In 2000s, JoongAng Ilbo has expanded into a media group, which is called JMnet(JoongAng Media Network), operating newspapers (JoongAng Ilbo, JoongAng Sunday, IS Ilgan Sports, Korea JoongAng daily, The Korea Daily), broadcasting channels (JTBC, JTBC2, JTBC3 Fox Sports, JTBC Golf), publishing, magazine and entertainment sectors (MegaBox). JMnet became the only media group that runs such a diverse portfolio in Korea, with over 2,500 employees.

JMnet acquired Multiplex MegaBox in 2015 and acquired Bokwang Corporation in the following year. Bokwang Corporation was changed to Phoenix Hotel and Resorts since it had been acquired.

JMnet declared JoongAng Group for new beginnings in 2018.

==Public services==
During his career, he has been active in public service. He worked as an economist for the World Bank from 1977 to 1983. From 1983 to 1985, he served as principal assistant to the chief of staff to the president of Korea. He also worked as a researcher in Korea Development Institute from 1985 to 1986.

He was appointed to the ambassador to the United States from February 2005 until he resigned in September 2005 due to his involvement in the X-file scandal.

==Global activities==
As being recognized by a wide range of global network and partnership, he served as president of the World Association of Newspapers, a position to which he was elected in 2002 and re-elected in June 2004.

He also served as the first chairman of the newly launched the English-Speaking Union Korea in 2004. He is a member of the Trilateral Commission; the International Advisory Council for the Center on Northeast Asian Policy Studies at the Brookings Institution; the Advisory Council for the Asian Studies Center of the Heritage Foundation; and the Advisory Council of the Korea Society.
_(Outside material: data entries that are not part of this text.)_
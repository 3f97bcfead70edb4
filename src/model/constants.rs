option_enum! {
    /// How a layer reacts when its parent is resized.
    pub enum ResizingType {
        Stretch = 0,
        PinToCorner = 1,
        ResizeObject = 2,
        FloatInPlace = 3,
    }
}

option_enum! {
    pub enum LayerListExpandedType {
        Collapsed = 0,
        ExpandedTemp = 1,
        Expanded = 2,
    }
}

option_enum! {
    pub enum BorderPosition {
        Center = 0,
        Inside = 1,
        Outside = 2,
        Both = 3,
    }
}

option_enum! {
    pub enum LineCapStyle {
        Butt = 0,
        Round = 1,
        Square = 2,
    }
}

option_enum! {
    pub enum LineJoinStyle {
        Miter = 0,
        Round = 1,
        Bevel = 2,
    }
}

option_enum! {
    pub enum FillType {
        Solid = 0,
        Gradient = 1,
        Pattern = 4,
        Noise = 5,
    }
}

option_enum! {
    pub enum PatternFillType {
        Tile = 0,
        Fill = 1,
        Stretch = 2,
        Fit = 3,
    }
}

option_enum! {
    pub enum BlendMode {
        Normal = 0,
        Darken = 1,
        Multiply = 2,
        ColorBurn = 3,
        Lighten = 4,
        Screen = 5,
        ColorDodge = 6,
        Overlay = 7,
        SoftLight = 8,
        HardLight = 9,
        Difference = 10,
        Exclusion = 11,
        Hue = 12,
        Saturation = 13,
        Color = 14,
        Luminosity = 15,
    }
}

option_enum! {
    /// Arrow heads and other decorations at the ends of open paths.
    pub enum LineDecorationType {
        None = 0,
        OpenArrow = 1,
        ClosedArrow = 2,
        Bar = 3,
    }
}

option_enum! {
    pub enum BooleanOperation {
        None = -1,
        Union = 0,
        Subtract = 1,
        Intersect = 2,
        Difference = 3,
    }
}

option_enum! {
    pub enum CurveMode {
        None = 0,
        Straight = 1,
        Mirrored = 2,
        Disconnected = 3,
        Asymmetric = 4,
    }
}
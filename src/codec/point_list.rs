use serde::de::{self, Deserializer, Visitor};
use serde::{Deserialize, Serialize, Serializer};
use serde_json::Number;
use std::fmt;
use std::str::FromStr;

use super::{CodecError, Point, braces_to_brackets};

/// An ordered list of points, written as `"{{x1, y1},{x2, y2}}"`.
///
/// Used for regions such as clipping masks and glyph bounds; order is
/// preserved as read.
#[derive(Debug, Clone, Default, PartialEq, Eq, Hash)]
pub struct PointList(pub Vec<Point>);

impl PointList {
    pub fn points(&self) -> &[Point] {
        &self.0
    }

    pub fn len(&self) -> usize {
        self.0.len()
    }

    pub fn is_empty(&self) -> bool {
        self.0.is_empty()
    }
}

impl From<Vec<Point>> for PointList {
    fn from(points: Vec<Point>) -> Self {
        Self(points)
    }
}

impl IntoIterator for PointList {
    type Item = Point;
    type IntoIter = std::vec::IntoIter<Point>;

    fn into_iter(self) -> Self::IntoIter {
        self.0.into_iter()
    }
}

impl<'a> IntoIterator for &'a PointList {
    type Item = &'a Point;
    type IntoIter = std::slice::Iter<'a, Point>;

    fn into_iter(self) -> Self::IntoIter {
        self.0.iter()
    }
}

impl fmt::Display for PointList {
    fn fmt(&self, f: &mut fmt::Formatter<'_>) -> fmt::Result {
        f.write_str("{")?;
        for (i, point) in self.0.iter().enumerate() {
            if i > 0 {
                f.write_str(",")?;
            }
            write!(f, "{}", point)?;
        }
        f.write_str("}")
    }
}

impl FromStr for PointList {
    type Err = CodecError;

    fn from_str(s: &str) -> Result<Self, Self::Err> {
        let malformed = || CodecError::MalformedPointList(s.to_owned());
        let array = braces_to_brackets(s).ok_or_else(malformed)?;
        let rows: Vec<Vec<Number>> = serde_json::from_str(&array).map_err(|_| malformed())?;
        rows.into_iter()
            .map(|row| match <[Number; 2]>::try_from(row) {
                Ok([x, y]) => Ok(Point { x, y }),
                Err(_) => Err(malformed()),
            })
            .collect::<Result<Vec<_>, _>>()
            .map(PointList)
    }
}

impl Serialize for PointList {
    fn serialize<S: Serializer>(&self, serializer: S) -> Result<S::Ok, S::Error> {
        serializer.collect_str(self)
    }
}

impl<'de> Deserialize<'de> for PointList {
    fn deserialize<D: Deserializer<'de>>(deserializer: D) -> Result<Self, D::Error> {
        deserializer.deserialize_str(PointListVisitor)
    }
}

struct PointListVisitor;

impl Visitor<'_> for PointListVisitor {
    type Value = PointList;

    fn expecting(&self, f: &mut fmt::Formatter<'_>) -> fmt::Result {
        f.write_str("a point list string such as \"{{0, 0},{1, 1}}\"")
    }

    fn visit_str<E: de::Error>(self, v: &str) -> Result<PointList, E> {
        v.parse().map_err(E::custom)
    }
}
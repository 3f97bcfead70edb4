//! Loading a whole package.
//!
//! A package is a zip archive holding:
//!
//! - `document.json`: the document descriptor
//! - `meta.json`: information about the app that saved it
//! - `pages/<id>.json`: one descriptor per page
//! - previews, images and other assets, which are ignored here
//!
//! Pages are keyed by the `name` field inside each page document, not by
//! their entry name. When two pages share a name, the one later in the
//! archive wins.

mod error;
mod loader;

pub use error::LoadError;

use std::collections::HashMap;
use std::path::Path;
use std::sync::Arc;
use tracing::{debug, trace, warn};

use crate::io::{HttpRangeReader, LocalFileReader, MemoryReader, ReadAt};
use crate::model::{Document, Meta, Page};
use crate::zip::{ZipExtractor, ZipFileEntry};

pub const DOCUMENT_ENTRY: &str = "document.json";
pub const META_ENTRY: &str = "meta.json";
pub const PAGES_PREFIX: &str = "pages/";

/// Role of an archive entry within a package
#[derive(Debug, Clone, Copy, PartialEq, Eq)]
pub enum EntryKind {
    Document,
    Meta,
    Page,
    Other,
}

impl EntryKind {
    pub fn classify(entry: &ZipFileEntry) -> Self {
        let name = entry.file_name.as_str();
        if name == DOCUMENT_ENTRY {
            EntryKind::Document
        } else if name == META_ENTRY {
            EntryKind::Meta
        } else if name.starts_with(PAGES_PREFIX) && !entry.is_directory {
            EntryKind::Page
        } else {
            EntryKind::Other
        }
    }
}

/// Knobs for [`Package::from_reader`]
#[derive(Debug, Clone)]
pub struct LoadOptions {
    /// Maximum number of pages decoded at once; 1 decodes them one by one.
    pub concurrency: usize,
    /// Check every decoded entry against its CRC-32.
    pub verify_crc: bool,
}

impl Default for LoadOptions {
    fn default() -> Self {
        Self {
            concurrency: std::thread::available_parallelism().map_or(1, |n| n.get()),
            verify_crc: true,
        }
    }
}

/// A decoded package.
#[derive(Debug, Clone, Default, PartialEq)]
pub struct Package {
    /// `None` when the archive has no `document.json`.
    pub document: Option<Document>,
    pub meta: Option<Meta>,
    pub pages: HashMap<String, Page>,
}

impl Package {
    /// Load a package from a local file with default options.
    pub async fn open(path: impl AsRef<Path>) -> Result<Self, LoadError> {
        Self::open_with(path, &LoadOptions::default()).await
    }

    pub async fn open_with(path: impl AsRef<Path>, options: &LoadOptions) -> Result<Self, LoadError> {
        let reader = LocalFileReader::new(path.as_ref()).map_err(LoadError::Open)?;
        Self::from_reader(Arc::new(reader), options).await
    }

    /// Load a package over HTTP, fetching only the ranges that are needed.
    pub async fn from_url(url: &str, options: &LoadOptions) -> Result<Self, LoadError> {
        let reader = HttpRangeReader::new(url.to_owned())
            .await
            .map_err(LoadError::Open)?;
        Self::from_reader(Arc::new(reader), options).await
    }

    pub async fn from_bytes(data: Vec<u8>, options: &LoadOptions) -> Result<Self, LoadError> {
        Self::from_reader(Arc::new(MemoryReader::new(data)), options).await
    }

    /// Load a package from any random-access source.
    ///
    /// The document and meta descriptors are decoded first, then all pages.
    /// The source is released when this returns, whatever the outcome.
    pub async fn from_reader<R>(reader: Arc<R>, options: &LoadOptions) -> Result<Self, LoadError>
    where
        R: ReadAt + 'static,
    {
        let extractor =
            Arc::new(ZipExtractor::new(reader).with_crc_check(options.verify_crc));
        let entries = extractor.list_files().await.map_err(LoadError::Open)?;
        debug!(entries = entries.len(), "listed package entries");

        let mut package = Package::default();
        let mut page_entries = Vec::new();

        for entry in entries {
            match EntryKind::classify(&entry) {
                EntryKind::Document => {
                    package.document = Some(loader::decode_entry(&extractor, &entry).await?);
                }
                EntryKind::Meta => {
                    package.meta = Some(loader::decode_entry(&extractor, &entry).await?);
                }
                EntryKind::Page => page_entries.push(entry),
                EntryKind::Other => trace!(entry = %entry.file_name, "ignoring entry"),
            }
        }

        let names: Vec<String> = page_entries.iter().map(|e| e.file_name.clone()).collect();
        let pages = loader::decode_pages(extractor, page_entries, options.concurrency).await?;

        for (entry, page) in names.into_iter().zip(pages) {
            let name = match &page.name {
                Some(name) => name.clone(),
                None => {
                    warn!(%entry, "page has no name, keying it by the empty string");
                    String::new()
                }
            };
            if package.pages.insert(name.clone(), page).is_some() {
                debug!(%entry, %name, "page replaces an earlier page with the same name");
            }
        }

        if package.document.is_none() {
            debug!("package has no {}", DOCUMENT_ENTRY);
        }
        Ok(package)
    }

    pub fn page(&self, name: &str) -> Option<&Page> {
        self.pages.get(name)
    }

    /// Pages in the order the document lists them.
    ///
    /// Pages the document does not reference (or all of them, when there is
    /// no document) follow, sorted by name.
    pub fn ordered_pages(&self) -> Vec<&Page> {
        let mut ordered: Vec<&Page> = Vec::with_capacity(self.pages.len());
        let references = self
            .document
            .as_ref()
            .and_then(|document| document.pages.as_deref())
            .unwrap_or_default();

        for reference in references {
            let Some(id) = reference
                .reference
                .as_deref()
                .and_then(|r| r.strip_prefix(PAGES_PREFIX))
            else {
                continue;
            };
            if let Some(page) = self
                .pages
                .values()
                .find(|page| page.object_id.as_deref() == Some(id))
            {
                ordered.push(page);
            }
        }

        let mut rest: Vec<&Page> = self
            .pages
            .values()
            .filter(|page| !ordered.iter().any(|seen| std::ptr::eq(*seen, *page)))
            .collect();
        rest.sort_by(|a, b| a.name.cmp(&b.name));
        ordered.extend(rest);
        ordered
    }
}

#[cfg(test)]
mod tests {
    use super::*;
    use crate::zip::CompressionMethod;

    fn entry(name: &str) -> ZipFileEntry {
        ZipFileEntry {
            file_name: name.to_owned(),
            compression_method: CompressionMethod::Deflate,
            compressed_size: 0,
            uncompressed_size: 0,
            crc32: 0,
            lfh_offset: 0,
            flags: 0,
            is_directory: name.ends_with('/'),
        }
    }

    #[test]
    fn test_classify() {
        assert_eq!(EntryKind::classify(&entry("document.json")), EntryKind::Document);
        assert_eq!(EntryKind::classify(&entry("meta.json")), EntryKind::Meta);
        assert_eq!(EntryKind::classify(&entry("pages/0A4B.json")), EntryKind::Page);
        assert_eq!(EntryKind::classify(&entry("pages/")), EntryKind::Other);
        assert_eq!(EntryKind::classify(&entry("images/1f.png")), EntryKind::Other);
        assert_eq!(EntryKind::classify(&entry("previews/preview.png")), EntryKind::Other);
        assert_eq!(EntryKind::classify(&entry("sub/document.json")), EntryKind::Other);
    }

    #[test]
    fn test_ordered_pages_follow_document() {
        let page = |id: &str, name: &str| Page {
            object_id: Some(id.to_owned()),
            name: Some(name.to_owned()),
            ..Page::default()
        };
        let document: Document = serde_json::from_str(
            r#"{"pages": [{"_ref": "pages/B"}, {"_ref": "pages/A"}]}"#,
        )
        .unwrap();

        let mut package = Package {
            document: Some(document),
            ..Package::default()
        };
        for p in [page("A", "Alpha"), page("B", "Beta"), page("C", "Aardvark")] {
            package.pages.insert(p.name.clone().unwrap(), p);
        }

        let names: Vec<_> = package
            .ordered_pages()
            .iter()
            .filter_map(|p| p.name.as_deref())
            .collect();
        assert_eq!(names, ["Beta", "Alpha", "Aardvark"]);
    }
}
He also serves on the board of the Asia Society.

==Cultural contribution==
Hong has contributed to strengthen ties between scholars and journalists as annually hosting J-Global Forum and Northeast Asia Trilateral Forum.
He is the president of the organizing committee of the World Culture Open (WCO), a global cultural network of people creatively collaborating for cultural exchange, space and support worldwide.

As an effort to restore traditional culture in South Korea, he founded Hwa Dong Cultural Foundation and has been staging related events and activities around the world. In 2011, Hwa Dong Cultural Foundation and The Prince's Charities Foundation in UK completed the project of filming "The Arch of Enlightenment," a documentary of restoration of Gwanghwamun Gate. The film was premiered at London's Curzon Mayfair Cinema on 31 January 2011 with about 300 guests including Prince Charles, and later aired on Sky Art 2.

As the founder of Yumin Cultural Foundation, he also has supported various efforts to promote creative works in the fields of journalism, science, culture and society.

==Personal life==

Hong Seok-hyun's father is Hong Jin-ki, a former minister of justice, chief executive officer of Joongang Broadcasting Station and president of JoongAng Ilbo.

Hong Seok-hyun is the brother-in-law of the late Lee Kun-hee, the former chairman of Samsung Group. Lee Kun-hee was married to Hong's sister Hong Ra-hee.